¡No más políticas neoliberales en la ENAH!

Las políticas laborales impulsadas por los gobiernos neoliberales son una de las cargas más pesadas que nos dejaron más de tres décadas de golpes en contra de los derechos del pueblo trabajador. Sin duda, para muchas personas ésta pesada loza se iba a terminar con la elección de 2018 y la esperanza del fin del neoliberalismo, sin embargo, este no se acabó por decreto y si bien se ha contenido en varios aspectos, el tema laboral no es uno de ellos.

Lo que sucede hoy en prácticamente todas las dependencias de gobierno donde se cuenta con un mínimo de trabajadores de base y un máximo de trabajadores eventuales es un reflejo de esto. Durante años los trabajadores de entidades como el Instituto Nacional de Antropología e Historia (INAH) o del Instituto Nacional de Bellas Artes y Literatura (INBAL) han luchado por condiciones dignas de trabajo, por tener contratos de base, por salarios justos y seguridad social situación que se mantiene aún y los anhelados puestos de trabajo permanentes no sólo se ven lejanos sino que se reducen, todo en pos de la “austeridad republicana”.

Y es verdad, muchos institutos de gobierno sólo han alimentado a la burocracia dorada y engordado los bolsillos de las rémoras neoliberales, sin embargo, las políticas laborales de la actual administración no sólo afectan a estos personajes y en muchos casos ni los tocan sino que los que sufren todo el peso de la austeridad son los trabajadores de a pie, son los que reciben toda la basura que cae al barrer los escalones de arriba.

Lo sucedido en días recientes en la Escuela Nacional de Antropología e Historia (ENAH) da cuenta de esta situación pues, como cada semestre, los trabajadores eventuales ven comprometidos sus empleos y sólo se agarran al clavo ardiente de la buena voluntad de las autoridades para ser recontratados o para que sus materias tengan los suficientes alumnos para que sean abiertas (aún cuando muchas sufren de verdaderos boicots para que no tengan estudiantes o simplemente no pasan el visto bueno de las academias y burocracia).

Las autoridades mantienen la plantilla de trabajadores pendiendo de un hilo, ocultando la subcontratación con nombres como “eventuales”, “hora semana mes” o “artículo 3000” siendo todo lo mismo: formas que buscan ocultar la relación laboral y niegan los derechos laborales de los trabajadores como la antigüedad o les quitan parte de su salario (incluso hay meses que simplemente no cobran).

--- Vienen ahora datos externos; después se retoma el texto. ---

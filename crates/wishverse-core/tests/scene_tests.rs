// Tier layout, baking look, picking and the retained scene diff.

use glam::{Mat4, Vec3};
use wishverse_core::mesh::MeshKey;
use wishverse_core::scene::*;
use wishverse_core::*;

fn approx(a: f32, b: f32) -> bool {
    (a - b).abs() < 1e-5
}

fn deco(id: &str, model: &str, kind: DecorationKind, pos: Vec3) -> Decoration {
    Decoration::new(DecorationId::new(id), model, kind, pos, "#88ccff")
}

#[test]
fn tiers_stack_and_shrink() {
    let tiers = tier_layouts(3);
    assert_eq!(tiers.len(), 3);
    for (i, t) in tiers.iter().enumerate() {
        assert!(approx(t.y, i as f32 * 1.2 * 0.85));
        assert!(approx(t.footprint, 1.0 - 0.2 * i as f32));
    }
    assert_eq!(tier_layouts(0).len(), 1);
    let five = tier_layouts(99);
    assert_eq!(five.len(), 5);
    assert!(five.iter().all(|t| t.footprint > 0.0));
}

#[test]
fn decoration_anchor_sits_above_top_tier() {
    assert!(approx(decoration_anchor_y(1), 0.15));
    assert!(approx(decoration_anchor_y(3), 2.0 * 1.02 + 0.15));
}

#[test]
fn parsed_colors_keep_srgb_encoding() {
    let grey = Rgb::parse("#808080").unwrap();
    assert!(approx(grey.r, 128.0 / 255.0));
    assert_eq!(grey, Rgb::from_u8(128, 128, 128));
    assert_eq!(grey.to_hex(), "#808080");
    // the baked tone is mixed in sRGB: 0.8 * 1.0 + 0.2 * (0xd4 / 255)
    let done = baked_tone(Rgb::WHITE);
    assert!(approx(done.r, 0.8 + 0.2 * 212.0 / 255.0));
    assert_eq!(Rgb::parse_or_default("pink"), Rgb::parse("#fce7f3").unwrap());
}

#[test]
fn baking_look_interpolates_color_and_scale() {
    let base = Rgb::parse("#ffffff").unwrap();
    let idle = BakingLook::at(base, None);
    assert_eq!(idle.scale, 1.0);
    assert_eq!(idle.color, base);

    let start = BakingLook::at(base, Some(0.0));
    assert!(approx(start.scale, 0.8));
    assert_eq!(start.color, base);

    let done = BakingLook::at(base, Some(1.0));
    assert!(approx(done.scale, 1.0));
    let tone = Rgb::parse("#d4a373").unwrap();
    assert!(approx(done.color.r, 0.8 + 0.2 * tone.r));
    assert!(approx(done.color.g, 0.8 + 0.2 * tone.g));
    assert!(approx(done.color.b, 0.8 + 0.2 * tone.b));

    let half = BakingLook::at(base, Some(0.5));
    assert!(approx(half.scale, 0.9));
    assert!(half.color.b < base.b && half.color.b > done.color.b);
}

#[test]
fn round_tier_transform_places_cylinder() {
    let config = CakeConfig {
        layers: Some(2),
        ..CakeConfig::default()
    };
    let animator = Animator::default();
    let view = SceneView {
        baking_progress: None,
        active: None,
        animator: &animator,
    };
    let nodes = build_scene(&config, &view);
    let tiers: Vec<_> = nodes.iter().filter(|n| matches!(n.key, NodeKey::Tier(_))).collect();
    assert_eq!(tiers.len(), 2);
    assert!(tiers.iter().all(|n| n.mesh == MeshKey::TierRound));

    // second tier: centre at -0.5 + 1.02 + 0.6, footprint 0.8
    let centre = tiers[1].transform.transform_point3(Vec3::ZERO);
    assert!((centre - Vec3::new(0.0, -0.5 + 1.02 + 0.6, 0.0)).length() < 1e-5);
    let rim = tiers[1].transform.transform_point3(Vec3::new(1.5, 0.0, 0.0));
    assert!(approx(rim.x, 1.2));
}

#[test]
fn heart_tier_uses_extrusion_transform() {
    let m = tier_shape_transform(ShapeKind::Heart);
    let origin = m.transform_point3(Vec3::ZERO);
    assert!((origin - Vec3::new(-1.2, 1.0, 1.0)).length() < 1e-5);
    // extrusion depth (+z) maps onto +y after the quarter turn about x and half turn about y
    let depth_axis = m.transform_vector3(Vec3::Z).normalize();
    assert!((depth_axis.y.abs() - 1.0).abs() < 1e-5);
    assert!(approx(m.transform_vector3(Vec3::X).length(), 0.15));
}

#[test]
fn custom_tier_mesh_key_tracks_points() {
    let a = CakeConfig {
        shape: Some(ShapeKind::Custom),
        custom_path: Some(vec![[0.0, 0.0], [2.0, 0.0], [2.0, 2.0]]),
        ..CakeConfig::default()
    };
    let mut b = a.clone();
    b.custom_path = Some(vec![[0.0, 0.0], [3.0, 0.0], [2.0, 2.0]]);
    assert_ne!(tier_mesh(&a), tier_mesh(&b));
    assert_eq!(tier_mesh(&a), tier_mesh(&a.clone()));
}

#[test]
fn catalog_models_map_to_geometry() {
    assert_eq!(
        model_spec("strawberry", DecorationKind::Static).mesh,
        Some(MeshKey::sphere(0.2, 16, 16))
    );
    assert!(model_spec("candle_basic", DecorationKind::Static).flame);
    assert!(model_spec("disco_ball", DecorationKind::Dynamic).spins);
    assert!(model_spec("falling_frosting", DecorationKind::Dynamic).mesh.is_none());
    assert_eq!(
        model_spec("mystery", DecorationKind::Static).mesh,
        Some(MeshKey::cuboid(0.2, 0.2, 0.2))
    );
}

#[test]
fn active_decoration_gets_ring_and_glow() {
    let config = CakeConfig {
        decorations: Some(vec![deco("a", "candle_basic", DecorationKind::Static, Vec3::ZERO)]),
        ..CakeConfig::default()
    };
    let animator = Animator::default();
    let id = DecorationId::new("a");
    let view = SceneView {
        baking_progress: None,
        active: Some(&id),
        animator: &animator,
    };
    let nodes = build_scene(&config, &view);
    assert!(nodes.iter().any(|n| n.key == NodeKey::Selection(id.clone())));
    assert!(nodes.iter().any(|n| n.key == NodeKey::Flame(id.clone())));
    let body = nodes.iter().find(|n| n.key == NodeKey::Decoration(id.clone())).unwrap();
    assert!(body.material.emissive.r > 0.0);

    let idle = SceneView { active: None, ..view };
    let nodes = build_scene(&config, &idle);
    assert!(!nodes.iter().any(|n| matches!(n.key, NodeKey::Selection(_))));
}

#[test]
fn pick_returns_nearest_hit() {
    let decos = vec![
        deco("far", "strawberry", DecorationKind::Static, Vec3::new(0.0, 0.0, -2.0)),
        deco("near", "strawberry", DecorationKind::Static, Vec3::new(0.0, 0.0, 2.0)),
        deco("off", "strawberry", DecorationKind::Static, Vec3::new(5.0, 0.0, 0.0)),
    ];
    let ray = Ray::new(Vec3::new(0.0, 0.0, 10.0), Vec3::NEG_Z);
    assert_eq!(pick_decoration(&ray, &decos).map(|d| d.id.as_str()), Some("near"));
    let miss = Ray::new(Vec3::new(0.0, 3.0, 10.0), Vec3::NEG_Z);
    assert!(pick_decoration(&miss, &decos).is_none());
}

#[test]
fn pick_radius_scales_with_decoration() {
    let mut d = deco("a", "strawberry", DecorationKind::Static, Vec3::ZERO);
    let ray = Ray::new(Vec3::new(0.5, 0.0, 10.0), Vec3::NEG_Z);
    assert!(pick_decoration(&ray, std::slice::from_ref(&d)).is_none());
    d.scale = 3.0;
    assert!(pick_decoration(&ray, std::slice::from_ref(&d)).is_some());
}

#[test]
fn animator_spins_only_disco_balls() {
    let decos = vec![
        deco("disco", "disco_ball", DecorationKind::Dynamic, Vec3::ZERO),
        deco("berry", "strawberry", DecorationKind::Static, Vec3::ZERO),
    ];
    let mut a = Animator::default();
    a.advance(0.5, &decos);
    assert!(approx(a.spin(&DecorationId::new("disco")), 1.5));
    assert_eq!(a.spin(&DecorationId::new("berry")), 0.0);
    a.advance(0.5, &decos[1..]);
    assert_eq!(a.spin(&DecorationId::new("disco")), 0.0);
}

fn node(key: NodeKey, x: f32) -> SceneNode {
    SceneNode {
        key,
        mesh: MeshKey::TierRound,
        transform: Mat4::from_translation(Vec3::new(x, 0.0, 0.0)),
        material: Material::standard(Rgb::WHITE),
    }
}

#[test]
fn retained_scene_reports_only_changes() {
    let mut scene = RetainedScene::new();
    let ops = scene.update(vec![node(NodeKey::Tier(0), 0.0), node(NodeKey::Tier(1), 1.0)]);
    assert_eq!(ops.len(), 2);
    assert!(ops.iter().all(|op| matches!(op, SceneOp::Add(_))));

    let ops = scene.update(vec![node(NodeKey::Tier(0), 0.0), node(NodeKey::Tier(1), 1.0)]);
    assert!(ops.is_empty());

    let ops = scene.update(vec![node(NodeKey::Tier(0), 0.5)]);
    assert_eq!(ops.len(), 2);
    assert!(matches!(&ops[0], SceneOp::Update(n) if n.key == NodeKey::Tier(0)));
    assert!(matches!(&ops[1], SceneOp::Remove(NodeKey::Tier(1))));
    assert_eq!(scene.len(), 1);

    let ops = scene.clear();
    assert_eq!(ops.as_slice(), &[SceneOp::Remove(NodeKey::Tier(0))]);
    assert!(scene.is_empty());
}

#[test]
fn dragging_a_decoration_updates_one_node() {
    let mut config = CakeConfig {
        layers: Some(2),
        decorations: Some(vec![
            deco("a", "strawberry", DecorationKind::Static, Vec3::ZERO),
            deco("b", "pearl", DecorationKind::Static, Vec3::X),
        ]),
        ..CakeConfig::default()
    };
    let animator = Animator::default();
    let view = SceneView {
        baking_progress: None,
        active: None,
        animator: &animator,
    };
    let mut scene = RetainedScene::new();
    scene.update(build_scene(&config, &view));

    config.merge_decoration(&DecorationId::new("b"), &DecorationPatch::position(Vec3::new(0.5, 0.0, 0.5)));
    let ops = scene.update(build_scene(&config, &view));
    assert_eq!(ops.len(), 1);
    assert!(matches!(&ops[0], SceneOp::Update(n) if n.key == NodeKey::Decoration(DecorationId::new("b"))));
}
// Host-side tests for frame time splitting.
// The main crate is wasm-only, so we include the pure-Rust modules directly.

#![allow(dead_code)]
mod constants {
    include!("../src/constants.rs");
}
mod clock {
    include!("../src/clock.rs");
}

use clock::FrameStep;
use constants::MAX_FRAME_DT_MS;
use wishverse_core::{CakeConfig, Screen, Wizard, WizardEvent};

fn baking_wizard() -> Wizard {
    let mut w = Wizard::new();
    w.start().unwrap();
    w.finish(CakeConfig {
        image_url: "data:image/png;base64,AAAA".into(),
        message: "Hi".into(),
        ..CakeConfig::default()
    })
    .unwrap();
    w
}

/// Drive the wizard the way the frame loop does; wall ms until Final.
fn wall_ms_to_final(frame_ms: u128) -> u128 {
    let mut w = baking_wizard();
    let mut wall = 0;
    while w.screen() != Screen::Final {
        wall += frame_ms;
        let step = FrameStep::from_elapsed_ms(frame_ms);
        w.tick(step.wizard_ms);
        assert!(wall < 60_000, "bake never finished");
    }
    wall
}

#[test]
fn animation_step_is_capped_but_wizard_time_is_not() {
    let step = FrameStep::from_elapsed_ms(5_000);
    assert_eq!(step.wizard_ms, 5_000);
    assert_eq!(step.anim_dt_sec, MAX_FRAME_DT_MS as f32 / 1000.0);

    let step = FrameStep::from_elapsed_ms(16);
    assert_eq!(step.wizard_ms, 16);
    assert!((step.anim_dt_sec - 0.016).abs() < 1e-6);
}

#[test]
fn bake_takes_the_same_wall_time_at_any_frame_rate() {
    assert_eq!(wall_ms_to_final(16), 4_000);
    // two frames per second
    assert_eq!(wall_ms_to_final(500), 4_000);
    // one frame after a long background stall
    assert_eq!(wall_ms_to_final(10_000), 10_000);
}

#[test]
fn stalled_frame_still_chimes_once() {
    let mut w = baking_wizard();
    let events = w.tick(FrameStep::from_elapsed_ms(10_000).wizard_ms);
    assert_eq!(events.iter().filter(|e| **e == WizardEvent::Chime).count(), 1);
    assert!(events.contains(&WizardEvent::Finished));
}

#[test]
fn huge_elapsed_saturates() {
    assert_eq!(FrameStep::from_elapsed_ms(u128::MAX).wizard_ms, u32::MAX);
}
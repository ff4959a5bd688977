use glam::Vec2;

/// Camera orbit drag in progress (only when no decoration is active).
#[derive(Default, Clone, Copy, Debug, PartialEq)]
pub struct OrbitDrag {
    pub active: bool,
    pub pointer_id: i32,
    pub last: Vec2,
}

impl OrbitDrag {
    pub fn begin(&mut self, pointer_id: i32, at: Vec2) {
        *self = OrbitDrag {
            active: true,
            pointer_id,
            last: at,
        };
    }

    /// Movement since the last call, or `None` when not orbiting with this pointer.
    pub fn step(&mut self, pointer_id: i32, at: Vec2) -> Option<Vec2> {
        if !self.active || self.pointer_id != pointer_id {
            return None;
        }
        let delta = at - self.last;
        self.last = at;
        Some(delta)
    }

    pub fn end(&mut self) {
        self.active = false;
    }
}

// ---------------- Pointer helpers ----------------

/// Canvas-relative CSS pixels to normalized device coordinates (x right, y up).
#[inline]
pub fn css_to_ndc(x_css: f32, y_css: f32, width_css: f32, height_css: f32) -> Option<Vec2> {
    if width_css <= 0.0 || height_css <= 0.0 {
        return None;
    }
    Some(Vec2::new(
        (2.0 * x_css / width_css) - 1.0,
        1.0 - (2.0 * y_css / height_css),
    ))
}

#[inline]
pub fn aspect(width_px: u32, height_px: u32) -> f32 {
    width_px.max(1) as f32 / height_px.max(1) as f32
}

// ---------------- Keyboard ----------------

#[derive(Clone, Copy, Debug, PartialEq, Eq)]
pub enum KeyAction {
    /// Drop the active decoration and re-enable orbit.
    Release,
    /// Delete the active decoration.
    RemoveActive,
    ResetCamera,
}

#[inline]
pub fn action_for_key(key: &str) -> Option<KeyAction> {
    match key {
        "Escape" => Some(KeyAction::Release),
        "Delete" | "Backspace" => Some(KeyAction::RemoveActive),
        "r" | "R" => Some(KeyAction::ResetCamera),
        _ => None,
    }
}
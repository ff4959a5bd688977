use crate::constants::{AMBIENT_LIGHT, CLEAR_RGB, LIGHT_DIR};
use fnv::FnvHashMap;
use glam::Mat4;
use web_sys as web;
use wishverse_core::mesh::{prune_custom_meshes, MeshKey};
use wishverse_core::scene::{NodeKey, SceneNode, SceneOp};
use wishverse_core::Camera;

mod helpers;
use helpers::{create_depth_texture, make_mesh_pipeline, uniform_bind_group, uniform_layout, GpuMesh};

#[repr(C)]
#[derive(Copy, Clone, bytemuck::Pod, bytemuck::Zeroable)]
struct GlobalsUniform {
    view_proj: [[f32; 4]; 4],
    eye: [f32; 4],
    light: [f32; 4],
}

#[repr(C)]
#[derive(Copy, Clone, bytemuck::Pod, bytemuck::Zeroable)]
struct NodeUniform {
    model: [[f32; 4]; 4],
    normal_mat: [[f32; 4]; 4],
    color: [f32; 4],
    emissive: [f32; 4],
    params: [f32; 4],
}

impl NodeUniform {
    fn from_node(node: &SceneNode) -> Self {
        let m = &node.material;
        let normal_mat = node.transform.inverse().transpose();
        Self {
            model: node.transform.to_cols_array_2d(),
            normal_mat: if normal_mat.is_finite() {
                normal_mat.to_cols_array_2d()
            } else {
                Mat4::IDENTITY.to_cols_array_2d()
            },
            color: m.color.to_array4(m.opacity),
            emissive: m.emissive.to_array4(if m.unlit { 1.0 } else { 0.0 }),
            params: [m.roughness, m.metalness, 0.0, 0.0],
        }
    }
}

struct GpuNode {
    mesh: MeshKey,
    translucent: bool,
    buffer: wgpu::Buffer,
    bind_group: wgpu::BindGroup,
}

pub struct GpuState<'a> {
    surface: wgpu::Surface<'a>,
    device: wgpu::Device,
    queue: wgpu::Queue,
    config: wgpu::SurfaceConfiguration,

    opaque_pipeline: wgpu::RenderPipeline,
    blend_pipeline: wgpu::RenderPipeline,
    node_layout: wgpu::BindGroupLayout,
    globals_buffer: wgpu::Buffer,
    globals_bind_group: wgpu::BindGroup,
    _depth_tex: wgpu::Texture,
    depth_view: wgpu::TextureView,

    meshes: FnvHashMap<MeshKey, GpuMesh>,
    nodes: FnvHashMap<NodeKey, GpuNode>,
    // draw order mirrors the retained scene
    order: Vec<NodeKey>,

    width: u32,
    height: u32,
    clear_color: wgpu::Color,
}

impl<'a> GpuState<'a> {
    pub async fn new(canvas: &'a web::HtmlCanvasElement) -> anyhow::Result<Self> {
        let width = canvas.width().max(1);
        let height = canvas.height().max(1);

        let instance = wgpu::Instance::default();
        let surface = instance.create_surface(wgpu::SurfaceTarget::Canvas(canvas.clone()))?;
        let adapter = instance
            .request_adapter(&wgpu::RequestAdapterOptions {
                power_preference: wgpu::PowerPreference::HighPerformance,
                compatible_surface: Some(&surface),
                force_fallback_adapter: false,
            })
            .await
            .ok_or_else(|| anyhow::anyhow!("No WebGPU adapter"))?;
        let (device, queue) = adapter
            .request_device(
                &wgpu::DeviceDescriptor {
                    required_features: wgpu::Features::empty(),
                    // Use default limits on web to avoid passing unknown fields to older WebGPU impls
                    required_limits: wgpu::Limits::default(),
                    memory_hints: wgpu::MemoryHints::Performance,
                    label: None,
                },
                None,
            )
            .await
            .map_err(|e| anyhow::anyhow!(format!("request_device error: {:?}", e)))?;
        let caps = surface.get_capabilities(&adapter);
        let format = caps
            .formats
            .iter()
            .copied()
            .find(|f| {
                matches!(
                    f,
                    wgpu::TextureFormat::Bgra8UnormSrgb | wgpu::TextureFormat::Rgba8UnormSrgb
                )
            })
            .or_else(|| caps.formats.first().copied())
            .ok_or_else(|| anyhow::anyhow!("Surface reports no formats"))?;
        let config = wgpu::SurfaceConfiguration {
            usage: wgpu::TextureUsages::RENDER_ATTACHMENT,
            format,
            width,
            height,
            present_mode: wgpu::PresentMode::Fifo,
            alpha_mode: caps.alpha_modes.first().copied().unwrap_or(wgpu::CompositeAlphaMode::Auto),
            view_formats: vec![],
            desired_maximum_frame_latency: 2,
        };
        surface.configure(&device, &config);

        let shader = device.create_shader_module(wgpu::ShaderModuleDescriptor {
            label: Some("cake_shader"),
            source: wgpu::ShaderSource::Wgsl(wishverse_core::CAKE_WGSL.into()),
        });
        let globals_layout = uniform_layout(&device, "globals_bgl");
        let node_layout = uniform_layout(&device, "node_bgl");
        let pipeline_layout = device.create_pipeline_layout(&wgpu::PipelineLayoutDescriptor {
            label: Some("mesh_pl"),
            bind_group_layouts: &[&globals_layout, &node_layout],
            push_constant_ranges: &[],
        });
        let opaque_pipeline = make_mesh_pipeline(&device, &pipeline_layout, &shader, format, false);
        let blend_pipeline = make_mesh_pipeline(&device, &pipeline_layout, &shader, format, true);

        let globals_buffer = device.create_buffer(&wgpu::BufferDescriptor {
            label: Some("globals"),
            size: std::mem::size_of::<GlobalsUniform>() as u64,
            usage: wgpu::BufferUsages::UNIFORM | wgpu::BufferUsages::COPY_DST,
            mapped_at_creation: false,
        });
        let globals_bind_group = uniform_bind_group(&device, &globals_layout, &globals_buffer, "globals_bg");
        let (depth_tex, depth_view) = create_depth_texture(&device, width, height);

        log::info!("[gpu] ready {}x{} {:?}", width, height, format);
        Ok(Self {
            surface,
            device,
            queue,
            config,
            opaque_pipeline,
            blend_pipeline,
            node_layout,
            globals_buffer,
            globals_bind_group,
            _depth_tex: depth_tex,
            depth_view,
            meshes: FnvHashMap::default(),
            nodes: FnvHashMap::default(),
            order: Vec::new(),
            width,
            height,
            clear_color: wgpu::Color {
                r: CLEAR_RGB[0],
                g: CLEAR_RGB[1],
                b: CLEAR_RGB[2],
                a: 1.0,
            },
        })
    }

    pub fn size(&self) -> (u32, u32) {
        (self.width, self.height)
    }

    pub fn resize_if_needed(&mut self, width: u32, height: u32) {
        if width == 0 || height == 0 {
            return;
        }
        if width != self.width || height != self.height {
            self.width = width;
            self.height = height;
            self.config.width = width;
            self.config.height = height;
            self.surface.configure(&self.device, &self.config);
            let (tex, view) = create_depth_texture(&self.device, width, height);
            self._depth_tex = tex;
            self.depth_view = view;
        }
    }

    pub fn reconfigure(&mut self) {
        self.surface.configure(&self.device, &self.config);
    }

    fn ensure_mesh(&mut self, key: MeshKey, custom_path: Option<&[[f32; 2]]>) {
        if !self.meshes.contains_key(&key) {
            let mesh = key.build(custom_path);
            log::debug!("[gpu] mesh {:?}: {} tris", key, mesh.triangle_count());
            let gpu = GpuMesh::upload(&self.device, &mesh, "mesh");
            self.meshes.insert(key, gpu);
        }
    }

    /// Apply a retained-scene diff. `custom_path` feeds custom tier meshes.
    pub fn apply<'n>(
        &mut self,
        ops: impl IntoIterator<Item = &'n SceneOp>,
        order: impl Iterator<Item = &'n NodeKey>,
        custom_path: Option<&[[f32; 2]]>,
    ) {
        for op in ops {
            match op {
                SceneOp::Add(node) => {
                    self.ensure_mesh(node.mesh, custom_path);
                    let buffer = self.device.create_buffer(&wgpu::BufferDescriptor {
                        label: Some("node"),
                        size: std::mem::size_of::<NodeUniform>() as u64,
                        usage: wgpu::BufferUsages::UNIFORM | wgpu::BufferUsages::COPY_DST,
                        mapped_at_creation: false,
                    });
                    self.queue
                        .write_buffer(&buffer, 0, bytemuck::bytes_of(&NodeUniform::from_node(node)));
                    let bind_group = uniform_bind_group(&self.device, &self.node_layout, &buffer, "node_bg");
                    self.nodes.insert(
                        node.key.clone(),
                        GpuNode {
                            mesh: node.mesh,
                            translucent: node.material.opacity < 1.0,
                            buffer,
                            bind_group,
                        },
                    );
                }
                SceneOp::Update(node) => {
                    self.ensure_mesh(node.mesh, custom_path);
                    if let Some(gpu) = self.nodes.get_mut(&node.key) {
                        gpu.mesh = node.mesh;
                        gpu.translucent = node.material.opacity < 1.0;
                        self.queue
                            .write_buffer(&gpu.buffer, 0, bytemuck::bytes_of(&NodeUniform::from_node(node)));
                    }
                }
                SceneOp::Remove(key) => {
                    self.nodes.remove(key);
                }
            }
        }
        self.order.clear();
        self.order.extend(order.cloned());
        let evicted = prune_custom_meshes(&mut self.meshes, self.nodes.values().map(|n| n.mesh));
        if evicted > 0 {
            log::debug!("[gpu] evicted {evicted} custom tier mesh(es)");
        }
    }

    pub fn render(&mut self, camera: &Camera) -> Result<(), wgpu::SurfaceError> {
        let globals = GlobalsUniform {
            view_proj: camera.view_projection().to_cols_array_2d(),
            eye: camera.eye.extend(1.0).to_array(),
            light: [LIGHT_DIR[0], LIGHT_DIR[1], LIGHT_DIR[2], AMBIENT_LIGHT],
        };
        self.queue
            .write_buffer(&self.globals_buffer, 0, bytemuck::bytes_of(&globals));

        let frame = self.surface.get_current_texture()?;
        let view = frame
            .texture
            .create_view(&wgpu::TextureViewDescriptor::default());
        let mut encoder = self
            .device
            .create_command_encoder(&wgpu::CommandEncoderDescriptor {
                label: Some("encoder"),
            });
        {
            let mut rpass = encoder.begin_render_pass(&wgpu::RenderPassDescriptor {
                label: Some("scene_pass"),
                color_attachments: &[Some(wgpu::RenderPassColorAttachment {
                    view: &view,
                    resolve_target: None,
                    ops: wgpu::Operations {
                        load: wgpu::LoadOp::Clear(self.clear_color),
                        store: wgpu::StoreOp::Store,
                    },
                })],
                depth_stencil_attachment: Some(wgpu::RenderPassDepthStencilAttachment {
                    view: &self.depth_view,
                    depth_ops: Some(wgpu::Operations {
                        load: wgpu::LoadOp::Clear(1.0),
                        store: wgpu::StoreOp::Store,
                    }),
                    stencil_ops: None,
                }),
                timestamp_writes: None,
                occlusion_query_set: None,
            });
            rpass.set_bind_group(0, &self.globals_bind_group, &[]);
            // opaque first, then translucent on top
            for translucent in [false, true] {
                rpass.set_pipeline(if translucent {
                    &self.blend_pipeline
                } else {
                    &self.opaque_pipeline
                });
                for key in &self.order {
                    let Some(node) = self.nodes.get(key) else {
                        continue;
                    };
                    if node.translucent != translucent {
                        continue;
                    }
                    let Some(mesh) = self.meshes.get(&node.mesh) else {
                        continue;
                    };
                    if mesh.index_count == 0 {
                        continue;
                    }
                    rpass.set_bind_group(1, &node.bind_group, &[]);
                    rpass.set_vertex_buffer(0, mesh.vertex_buffer.slice(..));
                    rpass.set_index_buffer(mesh.index_buffer.slice(..), wgpu::IndexFormat::Uint32);
                    rpass.draw_indexed(0..mesh.index_count, 0, 0..1);
                }
            }
        }
        self.queue.submit(Some(encoder.finish()));
        frame.present();
        Ok(())
    }
}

Los compromisos parciales de las autoridades son insultos, a lo más sólo se comprometen a dejar las cosas igual de más pero jamás a solucionar de raíz los problemas que no aquejan únicamente a los trabajadores sino que limitan la actividad académica de los estudiantes y no permiten un adecuado desarrollo de la ciencia antropológica pues no se puede crear ciencia con salarios de hambre y condiciones laborales indignas.

La defensa de los trabajadores de la ENAH es la defensa de los estudiantes y de la educación pública en su conjunto. Es la lucha que debe darse contra la subcontratación disfrazada que se vive en las instituciones de gobierno de todos los niveles. Es la lucha contra el neoliberalismo incrustado en la Cuarta Transformación.

Luchemos en conjunto por la defensa de ENAH, por contratos de base, por condiciones dignas para estudiar, trabajar y crear ciencia social. Luchemos no por migajas, no porque las cosas sigan igual sino porque realmente se obtenga justicia laboral y una educación pública y científica verdaderamente digna.

¡Trabajo digno, salario justo y seguridad social!

¡Basificación, ya!

¡Por una ENAH digna, científica y popular!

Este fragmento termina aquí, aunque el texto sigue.